Planchon, pour sa part, a donné trois œuvres : deux montages, et une pièce de lui. AA, d'après Arthur Adamov, a paru plutôt confus, malgré sa beauté plastique et la présence inspirée de Laurent Terzieff dans le rôle de l'auteur. Folies bourgeoises, pot-pourri tiré des vaudevilles chers à la Petite Illustration d'avant-guerre (de 1914), a semblé plus réussi, plus homogène, mieux rythmé, mais tout aussi vague que son propos. Quant à Gilles de Rais, que Planchon a signé lui-même, c'est un drame mystique où il a probablement mis beaucoup de ses propres doutes. Mais il faut qu'une œuvre atteigne à l'universel pour toucher le public, surtout quand il s'agit d'un public populaire. Il est donc permis de se poser des questions sur l'itinéraire incertain d'un de nos plus brillants créateurs. Où va-t-il ? Et, plus généralement, où va le théâtre populaire ? De toute évidence, le moment est venu de le repenser. L'héritage de Jean Vilar a fait son temps : celui d'une génération.

L'héritage des classiques n'est pas plus facile à gérer. Doit-on choisir la tradition sans surprise, comme l'a fait Pierre Dux lorsqu'il a remonté Le Misanthrope, ou en prendre le contre-pied, à l'exemple de Jacques Rosner, metteur en scène d'un Mariage de Figaro déporté dans quelque HLM intemporel ? Seul, l'Oncle Vania selon Jean-Pierre Miquel a su opter pour un moyen terme intelligent parmi ces voies divergentes, alors qu'Anne Delbée, au Théâtre de la Ville, n'a pas retrouvé, avec Les brigands de Schiller, le bonheur imaginatif de son Échange claudélien, l'an passé.

Les auteurs du XIXe siècle ont d'ailleurs attiré de nombreux hommes de théâtre, cette saison. Jean-Louis Barrault a tiré de l'oubli un mélodrame de Villiers de l'Isle-Adam, Le nouveau monde ; il en a fait un spectacle parodique, très enlevé, réjouissant, une manière de roman d'aventures où l'enthousiasme de son tempérament pouvait se donner libre cours. Maurice Clavel a réinventé la dernière pièce d'Ibsen, Irène, où Silvia Monfort trouvait un personnage à sa mesure, lyrique et délirant. C'est elle encore qu'on aura pu reconnaître dans La dame de la mer, autre drame d'Ibsen, où elle incarnait cette fois une Bovary scandinave, aux rêveries joliment démodées, parmi les fjords et les ombrelles.

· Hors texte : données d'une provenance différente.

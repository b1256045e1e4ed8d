// SPDX-License-Identifier: (GPL-2.0-or-later OR MIT)
//
// Copyright (c) 2026 The elf-linker Authors
//
// vim: ts=4 sw=4 et

use super::types::*;
use super::{
    Elf64Rel, Elf64Rela, Elf64RelocOp, Elf64RelocProcessor, Elf64Sym, Elf64X86RelocProcessor,
    ElfError, ElfFile, MAX_MODULES,
};
use core::iter;
use heapless::Vec;

/// Handle of a module inside an [`ElfLoader`], its registration index.
#[derive(Debug, Clone, Copy, PartialEq, Eq, PartialOrd, Ord)]
pub struct ModuleId(usize);

impl ModuleId {
    pub fn index(self) -> usize {
        self.0
    }
}

/// A group of extension modules linked against each other.
///
/// Registration order matters: when a symbol is defined by several peers
/// of a module, the one registered first wins.
#[derive(Debug, Default)]
pub struct ElfLoader<'a> {
    modules: Vec<ElfFile<'a>, MAX_MODULES>,
    relocated: bool,
}

impl<'a> ElfLoader<'a> {
    pub fn new() -> Self {
        Self {
            modules: Vec::new(),
            relocated: false,
        }
    }

    pub fn len(&self) -> usize {
        self.modules.len()
    }

    pub fn is_empty(&self) -> bool {
        self.modules.is_empty()
    }

    pub fn is_relocated(&self) -> bool {
        self.relocated
    }

    /// Appends a module to the group. A group that gains a module has to be
    /// relocated again.
    ///
    /// # Errors
    ///
    /// Returns [`ElfError::LoaderFull`] once [`MAX_MODULES`] modules are
    /// registered.
    pub fn add(&mut self, file: ElfFile<'a>) -> Result<ModuleId, ElfError> {
        let id = ModuleId(self.modules.len());
        self.modules.push(file).map_err(|_| {
            log::warn!("ELF loader group is full ({} modules)", MAX_MODULES);
            ElfError::LoaderFull
        })?;
        self.relocated = false;
        log::debug!("added ELF module {}", id.0);
        Ok(id)
    }

    pub fn module(&self, id: ModuleId) -> Result<&ElfFile<'a>, ElfError> {
        self.modules.get(id.0).ok_or(ElfError::InvalidModule)
    }

    /// Iterates the registered modules in registration order.
    pub fn modules(&self) -> impl Iterator<Item = (ModuleId, &ElfFile<'a>)> {
        self.modules
            .iter()
            .enumerate()
            .map(|(i, module)| (ModuleId(i), module))
    }

    /// Makes every module see all other modules of the group, in
    /// registration order.
    pub fn prepare_peers(&mut self) {
        let count = self.modules.len();
        for (i, module) in self.modules.iter_mut().enumerate() {
            module.peers.clear();
            for peer in (0..count).filter(|&p| p != i) {
                // At most MAX_MODULES - 1 peers, so this cannot fail.
                let _ = module.peers.push(ModuleId(peer));
            }
        }
    }

    /// Looks `name` up on behalf of module `origin`.
    ///
    /// `origin` is searched first, then its peers. Only a symbol with a
    /// nonzero value satisfies the lookup: a module that merely declares a
    /// symbol does not shadow the definition in another module.
    pub fn lookup_global(
        &self,
        origin: ModuleId,
        name: &[u8],
    ) -> Result<(ModuleId, Elf64Sym), ElfError> {
        let module = self.module(origin)?;
        for id in iter::once(origin).chain(module.peers.iter().copied()) {
            match self.module(id)?.lookup_local(name) {
                Ok(sym) if sym.is_defined() => return Ok((id, sym)),
                Ok(_) | Err(ElfError::NoSuchSymbol) => {}
                Err(e) => return Err(e),
            }
        }
        Err(ElfError::NoSuchSymbol)
    }

    fn symbol_address(&self, origin: ModuleId, name: &[u8]) -> Result<Elf64Addr, ElfError> {
        let (owner, sym) = self.lookup_global(origin, name)?;
        let base = self
            .module(owner)?
            .exec_base()
            .ok_or(ElfError::ModuleNotLoaded)?;
        Ok(base.wrapping_add(sym.st_value))
    }

    /// Address of `name` as seen from module `module`, in a relocated group.
    pub fn resolve_symbol(&self, module: ModuleId, name: &[u8]) -> Result<Elf64Addr, ElfError> {
        if !self.relocated {
            return Err(ElfError::NotRelocated);
        }
        self.symbol_address(module, name)
    }

    /// Address of the first definition of `name` in registration order, in a
    /// relocated group.
    pub fn resolve_group_symbol(&self, name: &[u8]) -> Result<Elf64Addr, ElfError> {
        if !self.relocated {
            return Err(ElfError::NotRelocated);
        }
        for (id, module) in self.modules() {
            match module.lookup_local(name) {
                Ok(sym) if sym.is_defined() => {
                    let base = module.exec_base().ok_or(ElfError::ModuleNotLoaded)?;
                    log::trace!("resolved symbol in ELF module {}", id.0);
                    return Ok(base.wrapping_add(sym.st_value));
                }
                Ok(_) | Err(ElfError::NoSuchSymbol) => {}
                Err(e) => return Err(e),
            }
        }
        Err(ElfError::NoSuchSymbol)
    }

    /// Applies the relocations of all modules with the x86-64 relocation
    /// rules.
    pub fn relocate(&mut self) -> Result<(), ElfError> {
        self.relocate_with(&Elf64X86RelocProcessor)
    }

    /// Applies the relocations of all modules using `rp`.
    ///
    /// Every module must have been loaded. Relocation stops at the first
    /// failing entry; entries applied before it stay applied. Relocating a
    /// group that is already relocated does nothing.
    pub fn relocate_with<RP: Elf64RelocProcessor>(&mut self, rp: &RP) -> Result<(), ElfError> {
        if self.relocated {
            return Ok(());
        }
        if let Some(i) = self.modules.iter().position(|m| !m.is_loaded()) {
            log::warn!("cannot relocate: ELF module {} is not loaded", i);
            return Err(ElfError::ModuleNotLoaded);
        }

        self.prepare_peers();
        for i in 0..self.modules.len() {
            let id = ModuleId(i);
            self.relocate_module(id, rp).inspect_err(|e| {
                log::warn!("relocation of ELF module {} failed: {}", i, e);
            })?;
        }
        self.relocated = true;
        Ok(())
    }

    fn relocate_module<RP: Elf64RelocProcessor>(
        &mut self,
        id: ModuleId,
        rp: &RP,
    ) -> Result<(), ElfError> {
        let module = self.module(id)?;
        log::debug!(
            "relocating ELF module {}: {} entries",
            id.0,
            module.reloc_count()
        );
        let rel_tables = module.rel_tables.clone();
        let rela_tables = module.rela_tables.clone();

        for rel in rel_tables.iter().flat_map(|table| table.iter()) {
            let op = self.rel_op(id, &rel, rp)?;
            self.modules[id.0].write_reloc(op)?;
        }
        for rela in rela_tables.iter().flat_map(|table| table.iter()) {
            let op = self.rela_op(id, &rela, rp)?;
            self.modules[id.0].write_reloc(op)?;
        }
        Ok(())
    }

    /// Resolves the symbol a relocation entry of module `id` refers to.
    fn reloc_symbol(&self, id: ModuleId, sym_idx: Elf64Word) -> Result<Elf64Addr, ElfError> {
        let module = self.module(id)?;
        let sym = module.symtab.read_sym(sym_idx)?;
        let name = module.strtab.get_str(sym.st_name)?;
        self.symbol_address(id, name.as_bytes())
    }

    fn rel_op<RP: Elf64RelocProcessor>(
        &self,
        id: ModuleId,
        rel: &Elf64Rel,
        rp: &RP,
    ) -> Result<Elf64RelocOp, ElfError> {
        let sym_addr = self.reloc_symbol(id, rel.sym())?;
        let dst = self.module(id)?.reloc_target(rel.r_offset)?;
        let value = rp.apply_rel(rel, sym_addr)?;
        log::trace!(
            "REL type {} at {:#x} <- {:#x}",
            rel.r_type(),
            rel.r_offset,
            value
        );
        Ok(Elf64RelocOp { dst, value })
    }

    fn rela_op<RP: Elf64RelocProcessor>(
        &self,
        id: ModuleId,
        rela: &Elf64Rela,
        rp: &RP,
    ) -> Result<Elf64RelocOp, ElfError> {
        let module = self.module(id)?;
        let sym_addr = if rp.uses_symbol(rela.r_type()) {
            self.reloc_symbol(id, rela.sym())?
        } else {
            0
        };
        let dst = module.reloc_target(rela.r_offset)?;
        let load_base = module.exec_base().ok_or(ElfError::ModuleNotLoaded)?;
        let value = rp.apply_rela(rela, load_base, sym_addr)?;
        log::trace!(
            "RELA type {} at {:#x} <- {:#x}",
            rela.r_type(),
            rela.r_offset,
            value
        );
        Ok(Elf64RelocOp { dst, value })
    }
}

Balzac, qui n'a guère eu le loisir de s'intéresser au théâtre, aura pourtant occupé deux scènes : l'une à Gennevilliers, où Bernard Sobel a tenté d'adapter Les paysans comme s'il s'agissait d'un pamphlet contre les grands propriétaires, ce qui était peut-être aller trop loin dans la trahison, avec les meilleures intentions du monde ; et l'autre à Paris, au théâtre de l'Atelier, où Jean Le Poulain fut un Faiseur caricatural, mais d'une grande efficacité comique.

Classiques

Notre époque a aussi ses classiques. Du moins commencent-ils à le devenir. C'est le cas de Cocteau, par exemple, dont on a repris avec succès Les parents terribles. Une occasion de voir Jean Marais dans le rôle du père, après qu'il eut créé celui du fils, tandis que Lila Kedrova succédait brillamment à Yvonne de Bray, et Madeleine Robinson à Gabrielle Dorziat. Le bon vieux temps retrouvé, autour d'un bon vieux mélo solidement ficelé, avec de la poésie en prime.

Pour Giraudoux, l'expérience aura été moins heureuse : Amphitryon 38, ses grâces, ses afféteries, sa préciosité, résiste moins bien que La guerre de Troie ou La folle de Chaillot ; chez les grands écrivains eux-mêmes, il y a toujours du déchet. Il faut un peu de recul pour s'en rendre compte. De Sartre, par exemple, que penser ? Trente ans après, Les mains sales continuent de poser un problème d'actualité, mais la leçon qu'en tire le public n'est sûrement pas la même qu'en 1948...

Pour Beckett, la contre-épreuve est assez positive. En attendant Godot a survécu au traitement de choc que l'excellent Jean-Paul Farré lui a fait subir : même poussée au burlesque, la pièce conserve sa puissance tragique. Ionesco, en revanche, a moins bien supporté la cure imaginée par Lucian Pintilié. Dans cette mise en scène baroque, foisonnante, il ne restait plus de Jacques ou la soumission qu'une pochade longuette, un prétexte à pitreries, alors que Le roi se meurt, dirigé par Jorge Lavelli, gagnait au contraire en force dramatique, avec le concours, il est vrai, d'un Michel Aumont au mieux de son talent.